• _WHAT IS BEING ASKED_: Reduce the material below to its lines containing "onnxruntime".

• _INFORMATION SUPPLIED_:
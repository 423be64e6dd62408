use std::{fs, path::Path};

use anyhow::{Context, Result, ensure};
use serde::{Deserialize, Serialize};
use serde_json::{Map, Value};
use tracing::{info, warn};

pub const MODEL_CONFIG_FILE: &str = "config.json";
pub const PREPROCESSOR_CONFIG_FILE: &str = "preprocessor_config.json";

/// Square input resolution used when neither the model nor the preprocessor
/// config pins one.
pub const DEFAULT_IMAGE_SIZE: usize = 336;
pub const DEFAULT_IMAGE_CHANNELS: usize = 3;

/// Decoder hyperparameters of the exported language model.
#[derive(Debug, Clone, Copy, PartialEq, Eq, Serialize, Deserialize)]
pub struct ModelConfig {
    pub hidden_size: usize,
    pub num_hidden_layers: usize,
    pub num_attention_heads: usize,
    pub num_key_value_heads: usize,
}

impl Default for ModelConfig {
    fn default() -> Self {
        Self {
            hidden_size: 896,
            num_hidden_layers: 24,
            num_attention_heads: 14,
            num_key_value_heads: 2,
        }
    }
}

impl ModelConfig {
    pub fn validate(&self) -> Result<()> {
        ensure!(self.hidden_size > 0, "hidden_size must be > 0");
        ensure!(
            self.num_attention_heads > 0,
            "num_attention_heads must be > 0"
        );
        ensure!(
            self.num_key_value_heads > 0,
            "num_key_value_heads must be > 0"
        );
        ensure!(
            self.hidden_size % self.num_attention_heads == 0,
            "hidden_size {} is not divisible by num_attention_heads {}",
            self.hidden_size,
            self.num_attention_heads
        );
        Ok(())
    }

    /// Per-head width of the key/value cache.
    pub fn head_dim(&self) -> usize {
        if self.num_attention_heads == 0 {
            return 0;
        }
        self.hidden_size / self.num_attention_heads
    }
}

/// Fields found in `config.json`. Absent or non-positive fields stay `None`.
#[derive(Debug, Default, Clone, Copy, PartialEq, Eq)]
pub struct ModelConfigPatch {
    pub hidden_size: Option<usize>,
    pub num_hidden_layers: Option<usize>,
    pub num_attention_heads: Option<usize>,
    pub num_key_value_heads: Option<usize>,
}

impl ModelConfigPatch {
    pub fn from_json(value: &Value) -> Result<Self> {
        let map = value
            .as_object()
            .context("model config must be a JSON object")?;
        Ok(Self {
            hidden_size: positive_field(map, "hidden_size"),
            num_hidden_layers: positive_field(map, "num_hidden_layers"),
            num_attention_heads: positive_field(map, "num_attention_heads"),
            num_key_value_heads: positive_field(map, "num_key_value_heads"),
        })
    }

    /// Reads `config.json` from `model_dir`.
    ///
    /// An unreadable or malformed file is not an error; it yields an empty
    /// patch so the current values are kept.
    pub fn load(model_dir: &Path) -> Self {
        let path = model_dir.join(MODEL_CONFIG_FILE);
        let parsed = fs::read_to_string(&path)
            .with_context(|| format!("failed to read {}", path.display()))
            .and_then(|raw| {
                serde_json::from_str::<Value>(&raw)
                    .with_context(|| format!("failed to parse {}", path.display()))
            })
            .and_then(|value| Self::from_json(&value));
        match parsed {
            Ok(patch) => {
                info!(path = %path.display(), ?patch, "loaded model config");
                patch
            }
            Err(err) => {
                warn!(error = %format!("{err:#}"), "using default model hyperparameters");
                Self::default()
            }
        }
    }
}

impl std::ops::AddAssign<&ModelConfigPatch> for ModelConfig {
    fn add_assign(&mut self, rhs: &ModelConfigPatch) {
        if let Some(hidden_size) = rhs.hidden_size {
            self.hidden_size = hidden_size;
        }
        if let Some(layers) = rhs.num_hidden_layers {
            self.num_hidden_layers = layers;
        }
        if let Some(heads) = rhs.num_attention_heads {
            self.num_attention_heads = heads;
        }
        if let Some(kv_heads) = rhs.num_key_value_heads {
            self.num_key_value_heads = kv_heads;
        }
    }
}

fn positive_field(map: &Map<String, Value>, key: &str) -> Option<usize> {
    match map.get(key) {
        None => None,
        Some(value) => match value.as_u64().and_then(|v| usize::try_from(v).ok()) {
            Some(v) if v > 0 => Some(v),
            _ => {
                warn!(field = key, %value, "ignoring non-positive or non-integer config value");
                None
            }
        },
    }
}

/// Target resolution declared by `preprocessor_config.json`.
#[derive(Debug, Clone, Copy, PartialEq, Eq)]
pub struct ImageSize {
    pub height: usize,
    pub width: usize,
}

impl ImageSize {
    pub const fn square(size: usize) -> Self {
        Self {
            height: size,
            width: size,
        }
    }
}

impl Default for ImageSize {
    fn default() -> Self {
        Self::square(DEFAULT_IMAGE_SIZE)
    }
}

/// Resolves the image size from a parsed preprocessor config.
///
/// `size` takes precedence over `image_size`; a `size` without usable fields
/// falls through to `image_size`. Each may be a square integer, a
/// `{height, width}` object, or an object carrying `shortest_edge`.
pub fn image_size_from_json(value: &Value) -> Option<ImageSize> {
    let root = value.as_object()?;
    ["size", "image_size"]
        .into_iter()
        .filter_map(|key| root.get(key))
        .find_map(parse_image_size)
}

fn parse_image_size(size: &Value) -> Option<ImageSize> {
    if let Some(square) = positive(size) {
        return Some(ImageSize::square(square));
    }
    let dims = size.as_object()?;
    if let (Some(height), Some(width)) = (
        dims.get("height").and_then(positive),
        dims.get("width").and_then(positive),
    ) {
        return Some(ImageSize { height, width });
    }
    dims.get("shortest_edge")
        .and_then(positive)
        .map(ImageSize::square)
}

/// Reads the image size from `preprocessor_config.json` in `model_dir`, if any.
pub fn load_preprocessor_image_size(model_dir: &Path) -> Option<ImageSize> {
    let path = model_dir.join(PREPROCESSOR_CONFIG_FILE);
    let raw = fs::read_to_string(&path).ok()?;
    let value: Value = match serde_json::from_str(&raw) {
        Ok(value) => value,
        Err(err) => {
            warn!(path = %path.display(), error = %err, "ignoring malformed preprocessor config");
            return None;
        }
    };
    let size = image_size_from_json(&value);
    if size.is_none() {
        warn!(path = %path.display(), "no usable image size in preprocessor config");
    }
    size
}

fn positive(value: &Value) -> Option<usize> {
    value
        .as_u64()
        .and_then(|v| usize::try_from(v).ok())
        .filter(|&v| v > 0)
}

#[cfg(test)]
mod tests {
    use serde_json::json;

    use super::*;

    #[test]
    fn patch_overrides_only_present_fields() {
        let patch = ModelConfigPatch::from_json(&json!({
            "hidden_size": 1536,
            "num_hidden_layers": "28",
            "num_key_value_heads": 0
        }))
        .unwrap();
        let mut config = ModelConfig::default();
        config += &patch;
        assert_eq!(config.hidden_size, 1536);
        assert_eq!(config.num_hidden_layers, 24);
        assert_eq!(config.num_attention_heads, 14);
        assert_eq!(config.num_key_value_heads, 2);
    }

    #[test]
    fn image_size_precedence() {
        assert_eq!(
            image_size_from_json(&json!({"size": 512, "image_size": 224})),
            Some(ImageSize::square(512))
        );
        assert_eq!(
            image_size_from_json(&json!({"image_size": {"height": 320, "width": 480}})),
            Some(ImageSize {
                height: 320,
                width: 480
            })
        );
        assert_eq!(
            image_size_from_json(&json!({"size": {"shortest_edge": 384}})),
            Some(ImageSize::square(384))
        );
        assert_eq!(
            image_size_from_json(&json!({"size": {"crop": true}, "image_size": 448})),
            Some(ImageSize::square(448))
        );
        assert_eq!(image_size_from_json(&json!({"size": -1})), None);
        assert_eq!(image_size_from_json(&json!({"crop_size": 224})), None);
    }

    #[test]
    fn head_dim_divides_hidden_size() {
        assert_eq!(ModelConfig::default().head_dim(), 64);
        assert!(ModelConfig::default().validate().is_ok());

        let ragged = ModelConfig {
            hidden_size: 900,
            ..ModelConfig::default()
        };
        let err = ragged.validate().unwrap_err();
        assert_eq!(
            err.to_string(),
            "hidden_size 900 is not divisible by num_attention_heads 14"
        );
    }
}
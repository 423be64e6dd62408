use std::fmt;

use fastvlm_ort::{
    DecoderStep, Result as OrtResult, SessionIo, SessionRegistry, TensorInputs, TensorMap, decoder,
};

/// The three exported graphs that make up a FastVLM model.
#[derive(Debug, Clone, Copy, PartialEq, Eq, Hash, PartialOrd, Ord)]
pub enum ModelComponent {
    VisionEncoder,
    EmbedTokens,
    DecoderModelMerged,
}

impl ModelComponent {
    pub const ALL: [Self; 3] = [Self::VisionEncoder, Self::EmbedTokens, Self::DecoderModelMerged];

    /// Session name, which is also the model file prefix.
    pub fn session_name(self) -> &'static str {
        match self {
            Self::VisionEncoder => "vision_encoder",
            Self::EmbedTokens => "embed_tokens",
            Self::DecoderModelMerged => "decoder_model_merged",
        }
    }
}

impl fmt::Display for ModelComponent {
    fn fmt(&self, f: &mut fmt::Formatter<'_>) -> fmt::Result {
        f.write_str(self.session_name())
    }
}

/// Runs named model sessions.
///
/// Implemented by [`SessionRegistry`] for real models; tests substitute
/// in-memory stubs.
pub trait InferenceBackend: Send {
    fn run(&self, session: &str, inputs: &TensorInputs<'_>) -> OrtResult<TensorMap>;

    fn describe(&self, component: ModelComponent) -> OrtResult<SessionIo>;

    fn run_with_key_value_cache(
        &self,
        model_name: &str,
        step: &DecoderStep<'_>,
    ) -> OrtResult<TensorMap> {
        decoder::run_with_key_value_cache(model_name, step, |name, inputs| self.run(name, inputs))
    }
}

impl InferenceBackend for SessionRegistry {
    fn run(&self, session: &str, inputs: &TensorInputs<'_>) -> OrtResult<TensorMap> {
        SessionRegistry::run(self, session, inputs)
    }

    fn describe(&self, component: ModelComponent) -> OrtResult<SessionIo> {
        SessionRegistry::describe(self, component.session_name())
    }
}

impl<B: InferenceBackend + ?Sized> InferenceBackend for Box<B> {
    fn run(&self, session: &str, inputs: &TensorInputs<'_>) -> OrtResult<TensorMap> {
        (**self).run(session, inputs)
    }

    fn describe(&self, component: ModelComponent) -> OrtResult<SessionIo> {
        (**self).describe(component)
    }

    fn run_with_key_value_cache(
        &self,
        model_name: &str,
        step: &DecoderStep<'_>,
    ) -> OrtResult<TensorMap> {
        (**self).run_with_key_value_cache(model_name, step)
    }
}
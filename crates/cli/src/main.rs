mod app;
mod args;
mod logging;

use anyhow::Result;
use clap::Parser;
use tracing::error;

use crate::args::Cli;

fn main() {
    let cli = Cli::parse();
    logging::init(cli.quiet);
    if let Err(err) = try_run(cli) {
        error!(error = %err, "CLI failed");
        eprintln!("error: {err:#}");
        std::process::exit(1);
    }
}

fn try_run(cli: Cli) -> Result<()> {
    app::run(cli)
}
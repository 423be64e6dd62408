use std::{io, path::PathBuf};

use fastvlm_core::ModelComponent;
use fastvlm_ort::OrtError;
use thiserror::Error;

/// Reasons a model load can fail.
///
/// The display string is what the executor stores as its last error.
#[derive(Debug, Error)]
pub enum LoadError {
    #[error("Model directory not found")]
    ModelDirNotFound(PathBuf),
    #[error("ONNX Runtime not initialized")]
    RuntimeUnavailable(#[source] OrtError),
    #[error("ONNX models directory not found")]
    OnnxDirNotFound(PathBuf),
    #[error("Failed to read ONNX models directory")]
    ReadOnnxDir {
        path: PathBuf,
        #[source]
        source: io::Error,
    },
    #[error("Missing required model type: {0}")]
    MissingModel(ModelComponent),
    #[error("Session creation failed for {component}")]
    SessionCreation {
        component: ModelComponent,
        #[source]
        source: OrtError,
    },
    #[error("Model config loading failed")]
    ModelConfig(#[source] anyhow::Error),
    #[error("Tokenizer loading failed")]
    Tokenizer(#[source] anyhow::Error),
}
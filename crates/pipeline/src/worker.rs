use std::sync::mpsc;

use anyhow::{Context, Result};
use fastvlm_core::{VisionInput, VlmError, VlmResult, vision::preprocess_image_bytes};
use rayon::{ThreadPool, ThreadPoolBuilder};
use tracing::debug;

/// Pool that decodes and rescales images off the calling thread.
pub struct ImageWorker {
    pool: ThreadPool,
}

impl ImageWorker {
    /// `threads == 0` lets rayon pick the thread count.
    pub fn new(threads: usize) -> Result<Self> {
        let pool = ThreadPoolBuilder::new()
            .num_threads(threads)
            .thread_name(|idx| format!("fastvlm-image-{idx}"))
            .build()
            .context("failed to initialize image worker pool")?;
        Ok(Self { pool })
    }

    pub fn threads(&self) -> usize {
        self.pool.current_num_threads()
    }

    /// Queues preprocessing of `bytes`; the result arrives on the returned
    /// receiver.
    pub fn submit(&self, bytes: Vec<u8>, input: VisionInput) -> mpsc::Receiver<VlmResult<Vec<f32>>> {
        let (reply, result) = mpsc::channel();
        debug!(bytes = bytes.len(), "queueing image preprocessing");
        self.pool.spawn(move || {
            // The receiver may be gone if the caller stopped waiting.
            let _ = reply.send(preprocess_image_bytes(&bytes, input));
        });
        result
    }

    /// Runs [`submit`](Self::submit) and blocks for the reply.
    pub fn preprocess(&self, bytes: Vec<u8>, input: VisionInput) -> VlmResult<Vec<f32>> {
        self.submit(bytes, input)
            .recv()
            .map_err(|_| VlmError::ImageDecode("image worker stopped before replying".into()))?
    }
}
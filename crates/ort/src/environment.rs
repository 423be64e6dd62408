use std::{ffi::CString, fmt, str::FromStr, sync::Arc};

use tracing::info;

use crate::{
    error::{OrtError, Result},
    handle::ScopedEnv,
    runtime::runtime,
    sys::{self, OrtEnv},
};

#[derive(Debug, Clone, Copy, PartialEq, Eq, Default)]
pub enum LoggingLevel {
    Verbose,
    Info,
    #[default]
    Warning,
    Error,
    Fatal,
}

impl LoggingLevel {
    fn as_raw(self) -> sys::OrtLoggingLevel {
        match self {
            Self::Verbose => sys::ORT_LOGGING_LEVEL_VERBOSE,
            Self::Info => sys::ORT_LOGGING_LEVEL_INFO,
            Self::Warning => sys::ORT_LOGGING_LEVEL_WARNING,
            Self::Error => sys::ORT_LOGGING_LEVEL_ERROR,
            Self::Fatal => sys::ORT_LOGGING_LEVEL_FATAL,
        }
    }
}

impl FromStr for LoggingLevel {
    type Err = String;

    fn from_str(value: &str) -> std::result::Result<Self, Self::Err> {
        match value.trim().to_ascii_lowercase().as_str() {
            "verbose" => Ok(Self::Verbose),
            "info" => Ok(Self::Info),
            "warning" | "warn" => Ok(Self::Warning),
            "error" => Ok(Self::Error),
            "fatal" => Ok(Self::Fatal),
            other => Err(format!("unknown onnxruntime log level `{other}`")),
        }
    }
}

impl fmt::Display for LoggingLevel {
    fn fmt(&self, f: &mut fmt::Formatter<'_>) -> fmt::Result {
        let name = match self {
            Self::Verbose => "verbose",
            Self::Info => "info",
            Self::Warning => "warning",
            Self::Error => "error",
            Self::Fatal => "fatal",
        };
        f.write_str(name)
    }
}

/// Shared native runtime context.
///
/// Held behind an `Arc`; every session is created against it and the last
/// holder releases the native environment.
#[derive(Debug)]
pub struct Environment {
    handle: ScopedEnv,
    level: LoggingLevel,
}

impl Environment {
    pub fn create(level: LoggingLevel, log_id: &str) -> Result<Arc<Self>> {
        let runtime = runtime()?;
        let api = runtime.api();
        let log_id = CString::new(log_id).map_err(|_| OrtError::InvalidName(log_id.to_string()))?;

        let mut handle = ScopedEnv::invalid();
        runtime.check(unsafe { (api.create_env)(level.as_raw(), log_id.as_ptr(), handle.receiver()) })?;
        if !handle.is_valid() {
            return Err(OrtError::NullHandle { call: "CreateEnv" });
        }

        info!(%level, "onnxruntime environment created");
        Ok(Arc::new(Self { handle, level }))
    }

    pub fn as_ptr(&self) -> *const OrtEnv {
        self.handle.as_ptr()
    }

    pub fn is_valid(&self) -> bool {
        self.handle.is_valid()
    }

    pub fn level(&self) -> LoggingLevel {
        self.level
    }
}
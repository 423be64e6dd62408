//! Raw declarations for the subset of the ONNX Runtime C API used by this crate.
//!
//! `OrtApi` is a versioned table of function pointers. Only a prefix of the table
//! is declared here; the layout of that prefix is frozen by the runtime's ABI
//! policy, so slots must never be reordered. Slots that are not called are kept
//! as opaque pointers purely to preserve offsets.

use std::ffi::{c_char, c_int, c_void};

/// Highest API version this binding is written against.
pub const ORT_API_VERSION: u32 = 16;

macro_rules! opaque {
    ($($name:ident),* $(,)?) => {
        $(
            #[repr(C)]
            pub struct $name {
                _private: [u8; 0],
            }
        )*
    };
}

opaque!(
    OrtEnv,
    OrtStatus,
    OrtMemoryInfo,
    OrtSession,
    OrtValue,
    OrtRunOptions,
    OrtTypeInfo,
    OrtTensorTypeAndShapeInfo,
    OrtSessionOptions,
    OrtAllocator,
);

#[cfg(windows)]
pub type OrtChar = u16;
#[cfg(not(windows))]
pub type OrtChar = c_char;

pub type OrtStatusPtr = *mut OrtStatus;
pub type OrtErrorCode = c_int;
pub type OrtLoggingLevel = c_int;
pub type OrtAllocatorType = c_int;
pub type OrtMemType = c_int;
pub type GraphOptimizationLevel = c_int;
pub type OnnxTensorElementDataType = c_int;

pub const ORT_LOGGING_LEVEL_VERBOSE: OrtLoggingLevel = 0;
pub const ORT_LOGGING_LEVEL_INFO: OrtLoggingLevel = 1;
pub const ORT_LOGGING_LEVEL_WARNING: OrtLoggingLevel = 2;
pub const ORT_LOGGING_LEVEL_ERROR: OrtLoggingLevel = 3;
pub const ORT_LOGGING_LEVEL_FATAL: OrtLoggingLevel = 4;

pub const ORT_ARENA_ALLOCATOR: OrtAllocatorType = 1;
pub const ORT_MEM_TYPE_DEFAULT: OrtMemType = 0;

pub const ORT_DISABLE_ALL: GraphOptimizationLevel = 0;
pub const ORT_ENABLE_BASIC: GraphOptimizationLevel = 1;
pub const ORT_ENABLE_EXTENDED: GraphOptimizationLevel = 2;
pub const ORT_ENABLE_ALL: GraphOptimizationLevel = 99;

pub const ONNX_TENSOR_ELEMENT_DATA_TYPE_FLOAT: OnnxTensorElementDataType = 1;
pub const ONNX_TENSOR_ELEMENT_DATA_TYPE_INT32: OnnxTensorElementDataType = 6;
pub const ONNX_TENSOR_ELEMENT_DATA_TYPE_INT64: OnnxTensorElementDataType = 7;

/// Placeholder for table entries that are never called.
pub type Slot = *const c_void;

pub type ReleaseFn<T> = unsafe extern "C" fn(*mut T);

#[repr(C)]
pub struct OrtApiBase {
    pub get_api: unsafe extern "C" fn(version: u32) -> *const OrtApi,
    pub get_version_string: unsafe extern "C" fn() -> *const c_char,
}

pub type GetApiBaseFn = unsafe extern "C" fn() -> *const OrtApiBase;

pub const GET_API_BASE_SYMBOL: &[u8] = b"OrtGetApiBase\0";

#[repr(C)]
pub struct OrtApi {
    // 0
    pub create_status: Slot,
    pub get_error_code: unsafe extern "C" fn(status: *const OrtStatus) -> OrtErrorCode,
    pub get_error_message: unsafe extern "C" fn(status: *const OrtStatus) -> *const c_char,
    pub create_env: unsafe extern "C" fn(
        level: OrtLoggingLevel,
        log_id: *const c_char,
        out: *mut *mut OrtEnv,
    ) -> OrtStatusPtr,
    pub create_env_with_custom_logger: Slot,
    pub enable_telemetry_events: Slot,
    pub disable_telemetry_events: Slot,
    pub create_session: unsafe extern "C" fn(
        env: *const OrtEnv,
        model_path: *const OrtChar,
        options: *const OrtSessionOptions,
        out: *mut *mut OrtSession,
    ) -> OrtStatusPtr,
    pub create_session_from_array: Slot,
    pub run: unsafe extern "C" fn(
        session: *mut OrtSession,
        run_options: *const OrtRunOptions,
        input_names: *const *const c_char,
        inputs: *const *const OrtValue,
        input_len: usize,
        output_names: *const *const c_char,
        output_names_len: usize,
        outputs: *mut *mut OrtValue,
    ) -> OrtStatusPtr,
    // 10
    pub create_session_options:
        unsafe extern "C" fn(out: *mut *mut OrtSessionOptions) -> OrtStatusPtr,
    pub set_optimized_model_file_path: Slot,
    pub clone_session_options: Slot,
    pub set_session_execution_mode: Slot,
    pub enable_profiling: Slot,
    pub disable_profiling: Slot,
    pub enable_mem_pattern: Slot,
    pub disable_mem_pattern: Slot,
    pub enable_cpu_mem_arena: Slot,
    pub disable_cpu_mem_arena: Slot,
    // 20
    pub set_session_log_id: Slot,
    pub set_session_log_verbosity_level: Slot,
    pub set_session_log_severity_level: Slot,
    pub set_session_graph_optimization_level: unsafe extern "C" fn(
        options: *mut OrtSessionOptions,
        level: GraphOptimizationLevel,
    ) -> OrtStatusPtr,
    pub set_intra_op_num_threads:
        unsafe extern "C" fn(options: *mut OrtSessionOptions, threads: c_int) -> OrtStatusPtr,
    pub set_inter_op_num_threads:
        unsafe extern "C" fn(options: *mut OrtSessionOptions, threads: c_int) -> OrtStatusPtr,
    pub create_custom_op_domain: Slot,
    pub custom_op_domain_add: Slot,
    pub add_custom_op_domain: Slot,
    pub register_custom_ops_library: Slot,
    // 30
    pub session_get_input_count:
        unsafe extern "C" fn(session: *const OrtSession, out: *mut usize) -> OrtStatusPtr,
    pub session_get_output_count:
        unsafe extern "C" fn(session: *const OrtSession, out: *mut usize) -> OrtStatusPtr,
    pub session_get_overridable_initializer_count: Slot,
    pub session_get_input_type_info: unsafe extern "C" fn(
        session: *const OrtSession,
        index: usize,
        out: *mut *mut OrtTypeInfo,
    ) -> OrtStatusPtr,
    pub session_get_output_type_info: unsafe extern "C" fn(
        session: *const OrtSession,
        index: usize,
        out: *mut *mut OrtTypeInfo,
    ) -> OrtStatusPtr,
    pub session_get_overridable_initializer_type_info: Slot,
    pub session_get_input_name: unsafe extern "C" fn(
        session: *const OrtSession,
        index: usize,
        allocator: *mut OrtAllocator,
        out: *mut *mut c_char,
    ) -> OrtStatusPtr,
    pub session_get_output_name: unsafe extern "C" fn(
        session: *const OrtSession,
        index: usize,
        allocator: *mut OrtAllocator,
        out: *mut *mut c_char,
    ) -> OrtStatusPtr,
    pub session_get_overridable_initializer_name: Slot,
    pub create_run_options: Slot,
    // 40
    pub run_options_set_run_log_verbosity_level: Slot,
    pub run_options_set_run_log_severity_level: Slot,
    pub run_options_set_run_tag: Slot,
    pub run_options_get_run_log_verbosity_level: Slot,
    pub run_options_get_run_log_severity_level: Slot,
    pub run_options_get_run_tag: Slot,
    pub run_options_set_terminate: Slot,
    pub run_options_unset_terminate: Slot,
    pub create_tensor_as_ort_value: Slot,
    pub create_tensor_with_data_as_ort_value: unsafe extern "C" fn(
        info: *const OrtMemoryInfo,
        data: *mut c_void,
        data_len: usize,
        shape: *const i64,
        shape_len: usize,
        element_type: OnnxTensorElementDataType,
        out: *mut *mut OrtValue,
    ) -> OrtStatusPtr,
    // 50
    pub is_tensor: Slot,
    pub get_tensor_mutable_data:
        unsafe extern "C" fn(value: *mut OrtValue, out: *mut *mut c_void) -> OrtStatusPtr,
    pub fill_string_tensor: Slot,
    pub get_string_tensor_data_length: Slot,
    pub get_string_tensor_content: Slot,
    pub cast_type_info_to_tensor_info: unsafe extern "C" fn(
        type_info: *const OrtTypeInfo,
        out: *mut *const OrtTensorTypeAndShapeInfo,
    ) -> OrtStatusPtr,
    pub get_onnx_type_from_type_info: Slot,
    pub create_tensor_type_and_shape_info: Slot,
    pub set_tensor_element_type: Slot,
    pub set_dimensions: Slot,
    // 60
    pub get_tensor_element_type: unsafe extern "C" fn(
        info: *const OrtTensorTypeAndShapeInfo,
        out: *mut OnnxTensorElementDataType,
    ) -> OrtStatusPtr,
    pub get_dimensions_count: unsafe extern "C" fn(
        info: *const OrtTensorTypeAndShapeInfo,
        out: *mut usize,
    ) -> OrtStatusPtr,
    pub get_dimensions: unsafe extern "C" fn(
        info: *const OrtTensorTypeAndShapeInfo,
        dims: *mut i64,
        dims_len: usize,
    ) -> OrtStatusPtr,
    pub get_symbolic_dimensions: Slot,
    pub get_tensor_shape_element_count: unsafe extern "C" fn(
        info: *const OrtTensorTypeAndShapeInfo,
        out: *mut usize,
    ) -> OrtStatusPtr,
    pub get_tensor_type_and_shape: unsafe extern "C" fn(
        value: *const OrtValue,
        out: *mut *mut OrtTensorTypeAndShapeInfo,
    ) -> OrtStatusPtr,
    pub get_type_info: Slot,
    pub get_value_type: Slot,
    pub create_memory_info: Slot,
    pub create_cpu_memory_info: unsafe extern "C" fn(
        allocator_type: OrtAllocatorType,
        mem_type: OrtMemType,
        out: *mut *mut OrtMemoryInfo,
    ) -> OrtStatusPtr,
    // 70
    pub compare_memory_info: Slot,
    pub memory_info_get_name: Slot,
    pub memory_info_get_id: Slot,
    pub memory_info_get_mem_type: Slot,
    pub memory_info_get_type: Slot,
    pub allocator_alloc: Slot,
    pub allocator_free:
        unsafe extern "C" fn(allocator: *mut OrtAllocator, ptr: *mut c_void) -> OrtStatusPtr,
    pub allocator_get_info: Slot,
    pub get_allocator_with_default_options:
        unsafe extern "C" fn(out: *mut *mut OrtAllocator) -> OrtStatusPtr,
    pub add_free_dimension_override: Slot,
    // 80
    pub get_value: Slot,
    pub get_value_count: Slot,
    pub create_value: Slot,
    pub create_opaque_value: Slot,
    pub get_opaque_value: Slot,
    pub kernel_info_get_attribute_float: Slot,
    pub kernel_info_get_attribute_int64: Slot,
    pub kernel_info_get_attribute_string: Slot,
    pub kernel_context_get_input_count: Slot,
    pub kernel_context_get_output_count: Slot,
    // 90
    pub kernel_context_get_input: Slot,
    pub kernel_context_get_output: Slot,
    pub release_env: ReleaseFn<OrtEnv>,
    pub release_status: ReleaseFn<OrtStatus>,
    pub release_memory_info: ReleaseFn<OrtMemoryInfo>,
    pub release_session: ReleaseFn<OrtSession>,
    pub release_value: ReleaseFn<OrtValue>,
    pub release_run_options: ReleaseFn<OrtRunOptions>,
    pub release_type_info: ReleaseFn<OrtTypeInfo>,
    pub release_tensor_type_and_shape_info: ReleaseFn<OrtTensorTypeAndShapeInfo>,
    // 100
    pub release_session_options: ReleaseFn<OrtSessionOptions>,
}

• _ANSWER TO THE PROBLEM_:
            other => Err(format!("unknown onnxruntime log level `{other}`")),
        info!(%level, "onnxruntime environment created");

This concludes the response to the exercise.